Consensus Knowledge Graph Learning via Multi-view Sparse Low Rank Block Model
This work addresses the problem of high-dimensional network analysis for researchers and practitioners in fields like healthcare, by providing a method to combine multiple data sources for consensus knowledge graph learning, though it appears incremental as it builds on existing low-rank and multi-view techniques.
The paper tackles the challenge of accurately identifying node-node interactions in large networks by proposing a unified multi-view sparse low-rank block model (msLBM) framework that enables simultaneous grouping and connectivity analysis using multiple data sources, with applications to electronic health record data showing more reliable network structure revelation.

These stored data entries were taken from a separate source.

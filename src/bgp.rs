//! Module containing definitions for BGP routes and the Gao-Rexford export
//! policy.

use crate::{Asn, Prefix};

/// Commercial relationship of an AS towards one of its neighbors. Every
/// relationship in the topology is stored twice, once per direction, with the
/// two directions carrying mirrored relations.
#[derive(Debug, Clone, Copy, PartialEq, Eq, Hash)]
pub enum Relation {
    /// self is the provider of the neighbor
    ProviderToCustomer,
    /// self is the customer of the neighbor
    CustomerToProvider,
    /// self and the neighbor are peers
    PeerToPeer,
}

impl Relation {
    /// The relation the neighbor holds back towards self.
    pub fn inverse(&self) -> Self {
        match self {
            Self::ProviderToCustomer => Self::CustomerToProvider,
            Self::CustomerToProvider => Self::ProviderToCustomer,
            Self::PeerToPeer => Self::PeerToPeer,
        }
    }

    /// How the receiving end of an edge with this relation classifies a route
    /// sent over it. A route sent customer-to-provider is a customer route
    /// for the provider receiving it.
    pub fn received_as(&self) -> LearnedFrom {
        match self {
            Self::CustomerToProvider => LearnedFrom::Customer,
            Self::PeerToPeer => LearnedFrom::Peer,
            Self::ProviderToCustomer => LearnedFrom::Provider,
        }
    }
}

/// The receiver's view of how it learned a route.
#[derive(Debug, Clone, Copy, PartialEq, Eq, Hash)]
pub enum LearnedFrom {
    /// learned from a customer (or originated locally)
    Customer,
    /// learned from a peer
    Peer,
    /// learned from a provider
    Provider,
}

impl LearnedFrom {
    /// Local preference: customer routes beat peer routes beat provider
    /// routes.
    pub fn local_pref(&self) -> u8 {
        match self {
            Self::Customer => 2,
            Self::Peer => 1,
            Self::Provider => 0,
        }
    }
}

/// A single BGP announcement, as held in a Local-RIB or a message queue.
#[derive(Debug, Clone, PartialEq, Eq)]
pub struct Route {
    /// the announced prefix
    pub prefix: Prefix,
    /// traversed ASes, most recent hop first, origin last
    pub as_path: Vec<Asn>,
    /// the receiver's view of how it got the route
    pub learned_from: LearnedFrom,
    /// tagged invalid by Route Origin Validation at seeding time
    pub rov_invalid: bool,
}

impl Route {
    /// The AS that originated the announcement (tail of the path).
    pub fn origin(&self) -> Asn {
        self.as_path[self.as_path.len() - 1]
    }

    /// Next-hop ASN used as the final tie-break: the second path element, or
    /// the only element for a freshly seeded route.
    pub fn next_hop(&self) -> Asn {
        if self.as_path.len() >= 2 {
            self.as_path[1]
        } else {
            self.as_path[0]
        }
    }

    /// Gao-Rexford export rule: a route learned from a customer is exported
    /// everywhere, while routes learned from a peer or a provider only
    /// travel down to customers.
    pub fn may_export(&self, towards: Relation) -> bool {
        match self.learned_from {
            LearnedFrom::Customer => true,
            LearnedFrom::Peer | LearnedFrom::Provider => {
                towards == Relation::ProviderToCustomer
            }
        }
    }

    /// Materialize the copy of this route a neighbor receives over an edge
    /// of the given relation: the receiver is prepended to the path and the
    /// route is reclassified from the receiver's point of view.
    pub fn forwarded(&self, receiver: Asn, over: Relation) -> Route {
        let mut as_path = Vec::with_capacity(self.as_path.len() + 1);
        as_path.push(receiver);
        as_path.extend_from_slice(&self.as_path);
        Route {
            prefix: self.prefix.clone(),
            as_path,
            learned_from: over.received_as(),
            rov_invalid: self.rov_invalid,
        }
    }
}
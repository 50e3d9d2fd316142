//! Module containing all type definitions

use std::fmt;
use thiserror::Error;

/// AS Number
#[derive(PartialEq, Eq, PartialOrd, Ord, Hash, Debug, Clone, Copy)]
pub struct Asn(pub u32);

impl fmt::Display for Asn {
    fn fmt(&self, f: &mut fmt::Formatter<'_>) -> fmt::Result {
        write!(f, "{}", self.0)
    }
}

impl From<u32> for Asn {
    fn from(asn: u32) -> Self {
        Asn(asn)
    }
}

/// IP Prefix (opaque identifier, compared as a plain string)
#[derive(PartialEq, Eq, PartialOrd, Ord, Hash, Debug, Clone)]
pub struct Prefix(pub String);

impl fmt::Display for Prefix {
    fn fmt(&self, f: &mut fmt::Formatter<'_>) -> fmt::Result {
        f.write_str(&self.0)
    }
}

impl From<&str> for Prefix {
    fn from(prefix: &str) -> Self {
        Prefix(prefix.to_string())
    }
}

/// Simulation Errors
#[derive(Error, Debug)]
pub enum SimError {
    /// An input or output file could not be accessed
    #[error("Cannot access {0}: {1}")]
    FileError(String, #[source] std::io::Error),
    /// The CSV layer failed while reading or writing
    #[error("CSV error: {0}")]
    CsvError(#[from] csv::Error),
    /// The relationship graph contains a customer-provider cycle
    #[error("Customer-provider cycle detected in AS relationships!")]
    CustomerProviderCycle,
    /// Propagation was aborted after hitting the iteration cap
    #[error("BGP propagation did not converge after {0} iterations!")]
    NoConvergence(usize),
}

Network analysis has been a powerful tool to unveil relationships and interactions among a large number of objects. Yet its effectiveness in accurately identifying important node-node interactions is challenged by the rapidly growing network size, with data being collected at an unprecedented granularity and scale. Common wisdom to overcome such high dimensionality is collapsing nodes into smaller groups and conducting connectivity analysis on the group level. Dividing efforts into two phases inevitably opens a gap in consistency and drives down efficiency. Consensus learning emerges as a new normal for common knowledge discovery with multiple data sources available. In this paper, we propose a unified multi-view sparse low-rank block model (msLBM) framework, which enables simultaneous grouping and connectivity analysis by combining multiple data sources. The msLBM framework efficiently represents overlapping information across large scale concepts and accommodates different types of heterogeneity across sources. Both features are desirable when analyzing high dimensional electronic health record (EHR) datasets from multiple health systems. An estimating procedure based on the alternating minimization algorithm is proposed. Our theoretical results demonstrate that a consensus knowledge graph can be more accurately learned by leveraging multi-source datasets, and statistically optimal rates can be achieved under mild conditions. Applications to the real world EHR data suggest that our proposed msLBM algorithm can more reliably reveal network structure among clinical concepts by effectively combining summary level EHR data from multiple health systems.